Extracting the first 100 (10 in my example) tokens can be done with regexp_extract or regexp_replace

hive> select regexp_extract ('1,2,3,4,5,6,7,8,9,10,11,12,13,14,15','(,?[^,]*){0,10}',0);

1,2,3,4,5,6,7,8,9,10

hive> select regexp_replace ('1,2,3,4,5,6,7,8,9,10,11,12,13,14,15','((,?[^,]*){0,10}).*','$1');

1,2,3,4,5,6,7,8,9,10


From: Mahender Sarangam [mailto:Mahender.BigData@outlook.com]
Sent: Thursday, June 09, 2016 7:13 PM
To: user@hive.apache.org<ma...@hive.apache.org>
Subject: Get 100 items in Comma Separated strings from Hive Column.


Hi,

We have hive table which has a single column with more than 1000 comma separated string items.  Is there a way to retrieve only 100 string items from that Column. Also we need to capture number of comma separated string items.

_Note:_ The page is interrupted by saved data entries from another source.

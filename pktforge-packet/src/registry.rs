//! Type/code registry for ICMP message classification
//!
//! A registry maps a two-part key (message type, code) to a named descriptor.
//! It is an ordinary value: callers create one, share it behind an `Arc` and
//! pass it to whatever needs to resolve names (see [`crate::decode::Decoder`]).
//! ICMPv4 and ICMPv6 reuse type numbers, so each version gets its own registry.
//!
//! Registering a key that is already present replaces the entry and returns
//! the previous descriptor. Entries are never removed.

use parking_lot::RwLock;
use std::collections::HashMap;
use std::fmt;
use tracing::{info, warn};

/// Composite registry key
#[derive(Debug, Clone, Copy, PartialEq, Eq, Hash, PartialOrd, Ord)]
pub struct TypeCode {
    /// ICMP message type
    pub message_type: u8,
    /// Code within the message type
    pub code: u8,
}

impl TypeCode {
    pub const fn new(message_type: u8, code: u8) -> Self {
        TypeCode { message_type, code }
    }
}

impl fmt::Display for TypeCode {
    fn fmt(&self, f: &mut fmt::Formatter<'_>) -> fmt::Result {
        write!(f, "{}/{}", self.message_type, self.code)
    }
}

/// A named entry, together with the key it was registered under
#[derive(Debug, Clone, PartialEq, Eq)]
pub struct TypeCodeDescriptor {
    pub key: TypeCode,
    pub name: String,
}

impl TypeCodeDescriptor {
    /// Name shown for keys that were never registered
    pub const UNNAMED: &'static str = "unnamed";

    pub fn new(key: TypeCode, name: impl Into<String>) -> Self {
        TypeCodeDescriptor {
            key,
            name: name.into(),
        }
    }
}

impl fmt::Display for TypeCodeDescriptor {
    fn fmt(&self, f: &mut fmt::Formatter<'_>) -> fmt::Result {
        write!(f, "{} ({})", self.name, self.key)
    }
}

/// Thread-safe (type, code) → descriptor table
pub struct TypeCodeRegistry {
    label: &'static str,
    entries: RwLock<HashMap<TypeCode, TypeCodeDescriptor>>,
}

impl TypeCodeRegistry {
    /// Create an empty registry; `label` only appears in log output
    pub fn new(label: &'static str) -> Self {
        TypeCodeRegistry {
            label,
            entries: RwLock::new(HashMap::new()),
        }
    }

    /// Registry pre-populated with the ICMPv4 messages of RFC 792 and RFC 1256
    pub fn icmpv4() -> Self {
        Self::with_defaults("ICMPv4", ICMPV4_DEFAULTS)
    }

    /// Registry pre-populated with the ICMPv6 messages of RFC 4443 and RFC 4861
    pub fn icmpv6() -> Self {
        Self::with_defaults("ICMPv6", ICMPV6_DEFAULTS)
    }

    fn with_defaults(label: &'static str, defaults: &[(u8, u8, &str)]) -> Self {
        let entries = defaults
            .iter()
            .map(|&(message_type, code, name)| {
                let key = TypeCode::new(message_type, code);
                (key, TypeCodeDescriptor::new(key, name))
            })
            .collect();
        info!(registry = label, entries = defaults.len(), "Loaded default type/code table");
        TypeCodeRegistry {
            label,
            entries: RwLock::new(entries),
        }
    }

    pub fn label(&self) -> &'static str {
        self.label
    }

    /// Insert or overwrite the entry for (`message_type`, `code`), returning
    /// whatever occupied that key before
    pub fn register(
        &self,
        message_type: u8,
        code: u8,
        name: impl Into<String>,
    ) -> Option<TypeCodeDescriptor> {
        let key = TypeCode::new(message_type, code);
        let descriptor = TypeCodeDescriptor::new(key, name);
        info!(
            registry = self.label,
            key = %key,
            name = %descriptor.name,
            "Registering type/code"
        );

        let previous = self.entries.write().insert(key, descriptor);
        if let Some(previous) = &previous {
            warn!(
                registry = self.label,
                key = %key,
                previous = %previous.name,
                "Type/code already registered, entry replaced"
            );
        }
        previous
    }

    /// The descriptor registered under (`message_type`, `code`), if any
    pub fn lookup(&self, message_type: u8, code: u8) -> Option<TypeCodeDescriptor> {
        self.entries
            .read()
            .get(&TypeCode::new(message_type, code))
            .cloned()
    }

    /// Like [`lookup`](Self::lookup), but never fails: unregistered keys
    /// resolve to a descriptor named [`TypeCodeDescriptor::UNNAMED`]
    pub fn resolve(&self, message_type: u8, code: u8) -> TypeCodeDescriptor {
        self.lookup(message_type, code).unwrap_or_else(|| {
            TypeCodeDescriptor::new(
                TypeCode::new(message_type, code),
                TypeCodeDescriptor::UNNAMED,
            )
        })
    }

    pub fn len(&self) -> usize {
        self.entries.read().len()
    }

    pub fn is_empty(&self) -> bool {
        self.entries.read().is_empty()
    }

    /// Snapshot of all entries, ordered by key
    pub fn descriptors(&self) -> Vec<TypeCodeDescriptor> {
        let mut all: Vec<_> = self.entries.read().values().cloned().collect();
        all.sort_by_key(|descriptor| descriptor.key);
        all
    }
}

impl fmt::Debug for TypeCodeRegistry {
    fn fmt(&self, f: &mut fmt::Formatter<'_>) -> fmt::Result {
        f.debug_struct("TypeCodeRegistry")
            .field("label", &self.label)
            .field("entries", &self.len())
            .finish()
    }
}

const ICMPV4_DEFAULTS: &[(u8, u8, &str)] = &[
    (0, 0, "Echo reply"),
    (3, 0, "Net unreachable"),
    (3, 1, "Host unreachable"),
    (3, 2, "Protocol unreachable"),
    (3, 3, "Port unreachable"),
    (3, 4, "Fragmentation needed and DF set"),
    (3, 5, "Source route failed"),
    (3, 6, "Destination network unknown"),
    (3, 7, "Destination host unknown"),
    (3, 8, "Source host isolated"),
    (3, 9, "Destination network administratively prohibited"),
    (3, 10, "Destination host administratively prohibited"),
    (3, 11, "Network unreachable for TOS"),
    (3, 12, "Host unreachable for TOS"),
    (3, 13, "Communication administratively prohibited"),
    (3, 14, "Host precedence violation"),
    (3, 15, "Precedence cutoff in effect"),
    (4, 0, "Source quench"),
    (5, 0, "Redirect for network"),
    (5, 1, "Redirect for host"),
    (5, 2, "Redirect for TOS and network"),
    (5, 3, "Redirect for TOS and host"),
    (8, 0, "Echo request"),
    (9, 0, "Router advertisement"),
    (10, 0, "Router solicitation"),
    (11, 0, "TTL exceeded in transit"),
    (11, 1, "Fragment reassembly time exceeded"),
    (12, 0, "Pointer indicates the error"),
    (12, 1, "Missing a required option"),
    (12, 2, "Bad length"),
    (13, 0, "Timestamp"),
    (14, 0, "Timestamp reply"),
    (15, 0, "Information request"),
    (16, 0, "Information reply"),
];

const ICMPV6_DEFAULTS: &[(u8, u8, &str)] = &[
    (1, 0, "No route to destination"),
    (1, 1, "Communication with destination administratively prohibited"),
    (1, 2, "Beyond scope of source address"),
    (1, 3, "Address unreachable"),
    (1, 4, "Port unreachable"),
    (1, 5, "Source address failed ingress/egress policy"),
    (1, 6, "Reject route to destination"),
    (2, 0, "Packet too big"),
    (3, 0, "Hop limit exceeded in transit"),
    (3, 1, "Fragment reassembly time exceeded"),
    (4, 0, "Erroneous header field encountered"),
    (4, 1, "Unrecognized next header type encountered"),
    (4, 2, "Unrecognized IPv6 option encountered"),
    (128, 0, "Echo request"),
    (129, 0, "Echo reply"),
    (130, 0, "Multicast listener query"),
    (131, 0, "Multicast listener report"),
    (132, 0, "Multicast listener done"),
    (133, 0, "Router solicitation"),
    (134, 0, "Router advertisement"),
    (135, 0, "Neighbor solicitation"),
    (136, 0, "Neighbor advertisement"),
    (137, 0, "Redirect message"),
];

#[cfg(test)]
mod tests {
    use super::*;
    use std::sync::Arc;
    use std::thread;

    #[test]
    fn test_register_returns_previous() {
        let registry = TypeCodeRegistry::new("test");
        assert!(registry.register(128, 0, "Echo request").is_none());

        let previous = registry.register(128, 0, "Custom").unwrap();
        assert_eq!(previous.name, "Echo request");
        assert_eq!(previous.key, TypeCode::new(128, 0));
        assert_eq!(registry.lookup(128, 0).unwrap().name, "Custom");
        assert_eq!(registry.len(), 1);
    }

    #[test]
    fn test_defaults() {
        let v4 = TypeCodeRegistry::icmpv4();
        let v6 = TypeCodeRegistry::icmpv6();
        assert_eq!(v4.lookup(8, 0).unwrap().name, "Echo request");
        assert_eq!(v4.lookup(3, 3).unwrap().name, "Port unreachable");
        assert_eq!(v6.lookup(128, 0).unwrap().name, "Echo request");
        assert_eq!(v6.lookup(135, 0).unwrap().name, "Neighbor solicitation");
        // Same numbers mean different things in the two versions
        assert_eq!(v4.lookup(3, 0).unwrap().name, "Net unreachable");
        assert_eq!(v6.lookup(3, 0).unwrap().name, "Hop limit exceeded in transit");
        assert!(v4.lookup(128, 0).is_none());
    }

    #[test]
    fn test_resolve_unregistered() {
        let registry = TypeCodeRegistry::new("test");
        assert!(registry.is_empty());
        let descriptor = registry.resolve(200, 7);
        assert_eq!(descriptor.name, TypeCodeDescriptor::UNNAMED);
        assert_eq!(descriptor.to_string(), "unnamed (200/7)");
        assert!(registry.is_empty());
    }

    #[test]
    fn test_descriptors_are_sorted() {
        let registry = TypeCodeRegistry::new("test");
        registry.register(9, 0, "b");
        registry.register(1, 5, "a2");
        registry.register(1, 0, "a1");
        let keys: Vec<_> = registry.descriptors().iter().map(|d| d.key).collect();
        assert_eq!(
            keys,
            vec![TypeCode::new(1, 0), TypeCode::new(1, 5), TypeCode::new(9, 0)]
        );
    }

    #[test]
    fn test_concurrent_registration() {
        let registry = Arc::new(TypeCodeRegistry::new("test"));
        let handles: Vec<_> = (0..4u8)
            .map(|t| {
                let registry = Arc::clone(&registry);
                thread::spawn(move || {
                    for code in 0..50u8 {
                        registry.register(t, code, format!("{}-{}", t, code));
                        assert!(registry.lookup(t, code).is_some());
                    }
                })
            })
            .collect();
        for handle in handles {
            handle.join().unwrap();
        }
        assert_eq!(registry.len(), 200);
    }
}
use pktforge_cli::{commands, Cli};
use tracing_subscriber::EnvFilter;

fn main() -> Result<(), Box<dyn std::error::Error>> {
    let cli = Cli::parse_args();

    // Initialize tracing; RUST_LOG overrides the -v level
    let filter = EnvFilter::try_from_default_env()
        .unwrap_or_else(|_| EnvFilter::new(cli.log_level().as_str()));
    tracing_subscriber::fmt()
        .with_env_filter(filter)
        .with_writer(std::io::stderr)
        .init();

    let output = commands::run(&cli.command)?;
    print!("{}", output);
    Ok(())
}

We are looking for more of   "substring_index" functionality, since we are using Hive 1.2 version, we couldn't find "substring_index" UDF function, Is there a way to achieve the same functionality with  "regexp_extract" and I also see there is UDF available not sure whether this helps us achieving same functionality. https://github.com/brndnmtthws/facebook-hive-udfs/blob/master/src/main/java/com/facebook/hive/udf/UDFRegexpExtractAll.java

Scenario : Table1 (Source Table)

RowID stringColumn

1 1,2,3,4...10000

2 2,4,5,8,4

3 10,11,98,100

Now i Would like to show table result structure like below

Row ID 100String count

1 1,2,3...100 10000

2 2,4,5,8,4 5

RE: Get 100 items in Comma Separated strings from Hive Column.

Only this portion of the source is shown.